**RECORDS FOR THIS TASK:**
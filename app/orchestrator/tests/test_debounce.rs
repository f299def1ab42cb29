//! FILENAME: tests/test_debounce.rs
//! Integration tests for debounced chart resizes and sticky-column offsets.

mod common;

use std::sync::atomic::{AtomicUsize, Ordering};
use std::sync::Arc;
use std::time::Duration;

use common::{region_bar_widget, region_city_table, region_city_table_widget, region_sales_chart, TestHarness};
use orchestrator::{Debouncer, MountedChart, SharedInputs};
use tokio::time::sleep;

async fn mounted_bar(harness: &TestHarness) -> MountedChart {
    let controller = harness.controller(region_bar_widget());
    controller.refresh(&SharedInputs::default()).await;
    controller.mount_chart().expect("chart mounts")
}

// ============================================================================
// CHART RESIZE
// ============================================================================

#[tokio::test(start_paused = true)]
async fn test_resize_burst_redraws_once_with_last_size() {
    let harness = TestHarness::new(region_sales_chart());
    let mut mounted = mounted_bar(&harness).await;

    mounted.observe_resize(100.0, 100.0);
    mounted.observe_resize(200.0, 120.0);
    mounted.observe_resize(320.0, 240.0);
    assert!(mounted.resize_pending());

    sleep(Duration::from_millis(160)).await;

    assert!(!mounted.resize_pending());
    mounted.with_chart(|chart| {
        assert_eq!(chart.redraw_count(), 1);
        let size = chart.size().unwrap();
        assert_eq!((size.width, size.height), (320.0, 240.0));
    });
}

#[tokio::test(start_paused = true)]
async fn test_new_notification_restarts_the_window() {
    let harness = TestHarness::new(region_sales_chart());
    let mut mounted = mounted_bar(&harness).await;

    mounted.observe_resize(100.0, 100.0);
    sleep(Duration::from_millis(100)).await;
    mounted.observe_resize(400.0, 300.0);
    sleep(Duration::from_millis(100)).await;
    assert_eq!(mounted.with_chart(|chart| chart.redraw_count()), 0);

    sleep(Duration::from_millis(60)).await;
    assert_eq!(mounted.with_chart(|chart| chart.redraw_count()), 1);
}

#[tokio::test(start_paused = true)]
async fn test_unmount_before_deadline_is_safe() {
    let harness = TestHarness::new(region_sales_chart());
    let mut mounted = mounted_bar(&harness).await;

    mounted.observe_resize(640.0, 480.0);
    drop(mounted);
    sleep(Duration::from_millis(500)).await;
}

#[tokio::test(start_paused = true)]
async fn test_dropped_debouncer_never_runs_its_task() {
    let runs = Arc::new(AtomicUsize::new(0));
    let mut debouncer = Debouncer::new(Duration::from_millis(150));
    let counter = Arc::clone(&runs);
    debouncer.schedule(move || {
        counter.fetch_add(1, Ordering::SeqCst);
    });
    drop(debouncer);

    sleep(Duration::from_millis(300)).await;
    assert_eq!(runs.load(Ordering::SeqCst), 0);
}

#[tokio::test(start_paused = true)]
async fn test_debouncer_runs_only_the_last_task() {
    let runs = Arc::new(AtomicUsize::new(0));
    let mut debouncer = Debouncer::new(Duration::from_millis(150));
    for step in 1..=3 {
        let counter = Arc::clone(&runs);
        debouncer.schedule(move || {
            counter.fetch_add(step, Ordering::SeqCst);
        });
    }

    sleep(Duration::from_millis(200)).await;
    assert_eq!(runs.load(Ordering::SeqCst), 3);
    assert!(!debouncer.is_pending());
}

// ============================================================================
// STICKY OFFSETS
// ============================================================================

#[tokio::test(start_paused = true)]
async fn test_sticky_offsets_recomputed_after_delay() {
    let harness = TestHarness::new(region_city_table());
    let controller = harness.controller(region_city_table_widget());
    controller.refresh(&SharedInputs::default()).await;
    let mut table = controller.mount_table().expect("table mounts");

    table.observe_widths(vec![90.0, 90.0, 60.0]);
    table.observe_widths(vec![120.0, 80.0, 60.0]);
    assert!(table.recompute_pending());
    assert!(table.offsets().is_empty());

    sleep(Duration::from_millis(160)).await;
    assert_eq!(table.offsets(), vec![0.0, 120.0]);

    table.set_pinned(1);
    table.observe_widths(vec![150.0, 80.0, 60.0]);
    sleep(Duration::from_millis(160)).await;
    assert_eq!(table.offsets(), vec![0.0]);
}
//! FILENAME: core/table-engine/src/lib.rs
//! Table rendering subsystem for the dashboard.
//!
//! Turns `table` processed data plus a widget into a render model: a
//! multi-level header, visible body rows, a grand-total footer and per-cell
//! styles. Depends on `engine` for the row and header shapes and for value
//! formatting.
//!
//! Layers:
//! - `header`: Span-aware header grid and its layout under any column order
//! - `columns`: Column ordering, drag-and-drop, sort toggling, sticky offsets
//! - `rows`: Collapse visibility and row click actions
//! - `conditional`: Rule matching and cell styles
//! - `view`: Renderable output for the frontend (WHAT we display)

pub mod columns;
pub mod conditional;
pub mod error;
pub mod header;
pub mod rows;
pub mod view;

pub use columns::{apply_column_order, reorder_columns, sticky_offsets, toggle_sort};
pub use conditional::{matching_rule, measure_for_column, CellStyle};
pub use error::TableError;
pub use header::{HeaderGrid, HeaderNode, HeaderSlot, Hierarchy, NodeId};
pub use rows::{
    expandable_paths, has_expandable_rows, is_row_hidden, partition_rows, row_action,
    row_dimension, CollapsedSet, RowAction,
};
pub use view::{CellView, ColumnView, RowView, TableView, SUBTOTAL_SUFFIX};
//! FILENAME: core/chart-engine/src/tooltip.rs
//! PURPOSE: Resolves which measure pill formats a series, and formats values with it.
//! CONTEXT: Tooltips, data labels and axis ticks all format through the pill
//! that produced the series so "$1,200.00" reads the same everywhere.

use engine::{format_f64, AxisRole, BoxPlotSummary, ChartDataset, Pill, Shelves, Widget};

/// Pill for the `index`-th dataset: the one named by `valuePillName`, else
/// the positional value pill, else the first value pill.
pub fn pill_for_dataset<'a>(shelves: &'a Shelves, dataset: &ChartDataset, index: usize) -> Option<&'a Pill> {
    if let Some(pill) = dataset
        .value_pill_name
        .as_deref()
        .and_then(|name| shelves.find_value_pill(name))
    {
        return Some(pill);
    }
    let pills = shelves.value_pills();
    pills.get(index).or_else(|| pills.first()).copied()
}

/// Pill formatting ticks on a value axis.
pub fn axis_pill<'a>(
    widget: &'a Widget,
    datasets: &[ChartDataset],
    roles: &[AxisRole],
    role: AxisRole,
) -> Option<&'a Pill> {
    let shelf_pill = match role {
        AxisRole::Primary => widget.shelves.values.first(),
        AxisRole::Secondary => widget.shelves.values2.first(),
    };
    shelf_pill.or_else(|| {
        let index = roles.iter().position(|r| *r == role)?;
        pill_for_dataset(&widget.shelves, &datasets[index], index)
    })
}

pub fn format_with(pill: Option<&Pill>, value: f64) -> String {
    format_f64(
        value,
        pill.and_then(|p| p.formatting.as_ref()),
        pill.and_then(|p| p.aggregation),
    )
}

/// Five-number summary, largest first.
pub fn box_plot_tooltip(summary: &BoxPlotSummary, pill: Option<&Pill>) -> String {
    [
        ("Max", summary.max),
        ("Q3", summary.q3),
        ("Median", summary.median),
        ("Q1", summary.q1),
        ("Min", summary.min),
    ]
    .iter()
    .map(|(name, value)| format!("{}: {}", name, format_with(pill, *value)))
    .collect::<Vec<_>>()
    .join("\n")
}

#[cfg(test)]
mod tests {
    use super::*;
    use engine::{Aggregation, ValueFormat};

    fn shelves() -> Shelves {
        Shelves {
            values: vec![
                Pill::measure("v1", "Sales", Aggregation::Sum).with_formatting(ValueFormat::currency("$")),
                Pill::measure("v2", "Units", Aggregation::Count),
            ],
            ..Default::default()
        }
    }

    #[test]
    fn test_named_pill_wins() {
        let shelves = shelves();
        let mut dataset = ChartDataset::numbers("x", &[Some(1.0)]);
        dataset.value_pill_name = Some("Units".to_string());
        assert_eq!(pill_for_dataset(&shelves, &dataset, 0).unwrap().name, "Units");
    }

    #[test]
    fn test_positional_then_first() {
        let shelves = shelves();
        let dataset = ChartDataset::numbers("x", &[Some(1.0)]);
        assert_eq!(pill_for_dataset(&shelves, &dataset, 1).unwrap().name, "Units");
        assert_eq!(pill_for_dataset(&shelves, &dataset, 7).unwrap().name, "Sales");
        assert!(pill_for_dataset(&Shelves::default(), &dataset, 0).is_none());
    }

    #[test]
    fn test_unknown_pill_name_falls_back() {
        let shelves = shelves();
        let mut dataset = ChartDataset::numbers("x", &[Some(1.0)]);
        dataset.value_pill_name = Some("Nope".to_string());
        assert_eq!(pill_for_dataset(&shelves, &dataset, 0).unwrap().name, "Sales");
    }

    #[test]
    fn test_format_with_pill() {
        let shelves = shelves();
        assert_eq!(format_with(shelves.values.first(), 1200.0), "$1,200.00");
        assert_eq!(format_with(None, 1200.0), "1,200");
    }
}
//! FILENAME: core/engine/src/dataset.rs
//! PURPOSE: Raw tabular rows and row-level filter application.
//! CONTEXT: Aggregation belongs to the query layer. This module only narrows
//! rows, for data-inspection views that show what a widget is built from.

use serde::{Deserialize, Serialize};
use std::collections::BTreeMap;

use crate::pill::{FilterCondition, Pill, PillFilter};
use crate::value::FieldValue;

pub type Row = BTreeMap<String, FieldValue>;

static NULL_VALUE: FieldValue = FieldValue::Null;

/// A (possibly blended) dataset as handed to the query layer.
#[derive(Debug, Clone, PartialEq, Serialize, Deserialize, Default)]
#[serde(rename_all = "camelCase")]
pub struct Dataset {
    pub id: String,
    #[serde(default)]
    pub columns: Vec<String>,
    #[serde(default)]
    pub rows: Vec<Row>,
}

impl Dataset {
    pub fn new(id: impl Into<String>) -> Self {
        Dataset {
            id: id.into(),
            columns: Vec::new(),
            rows: Vec::new(),
        }
    }

    pub fn with_row(mut self, row: Row) -> Self {
        for key in row.keys() {
            if !self.columns.contains(key) {
                self.columns.push(key.clone());
            }
        }
        self.rows.push(row);
        self
    }
}

/// Returns the rows that pass every filter pill. Pills without a filter are
/// ignored.
pub fn apply_filters<'a>(dataset: &'a Dataset, filters: &[Pill]) -> Vec<&'a Row> {
    let active: Vec<(&str, &PillFilter)> = filters
        .iter()
        .filter_map(|p| p.filter.as_ref().map(|f| (p.name.as_str(), f)))
        .collect();

    dataset
        .rows
        .iter()
        .filter(|row| {
            active.iter().all(|(field, filter)| {
                let value = row.get(*field).unwrap_or(&NULL_VALUE);
                row_matches(value, filter)
            })
        })
        .collect()
}

fn row_matches(value: &FieldValue, filter: &PillFilter) -> bool {
    let values = &filter.values;
    match filter.condition {
        FilterCondition::IsOneOf => values.iter().any(|v| v.loosely_equals(value)),
        FilterCondition::IsNotOneOf => !values.iter().any(|v| v.loosely_equals(value)),
        FilterCondition::Equals => values.first().map(|v| v.loosely_equals(value)).unwrap_or(false),
        FilterCondition::NotEquals => values.first().map(|v| !v.loosely_equals(value)).unwrap_or(true),
        FilterCondition::GreaterThan => compare_first(value, values, |a, b| a > b),
        FilterCondition::LessThan => compare_first(value, values, |a, b| a < b),
        FilterCondition::Between => {
            let bounds = (
                values.first().and_then(FieldValue::coerce_f64),
                values.get(1).and_then(FieldValue::coerce_f64),
            );
            match (value.coerce_f64(), bounds) {
                (Some(n), (Some(lo), Some(hi))) => n >= lo.min(hi) && n <= lo.max(hi),
                _ => false,
            }
        }
        FilterCondition::Contains => {
            let haystack = value.to_string().to_lowercase();
            values
                .iter()
                .any(|needle| haystack.contains(&needle.to_string().to_lowercase()))
        }
    }
}

fn compare_first(value: &FieldValue, values: &[FieldValue], op: impl Fn(f64, f64) -> bool) -> bool {
    match (value.coerce_f64(), values.first().and_then(FieldValue::coerce_f64)) {
        (Some(a), Some(b)) => op(a, b),
        _ => false,
    }
}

**WORK TASK:** For the data shown above, give the number of lines where the word "AxisRole" appears, and nothing else.

**RESPONSE FOR THIS EXERCISE:** 5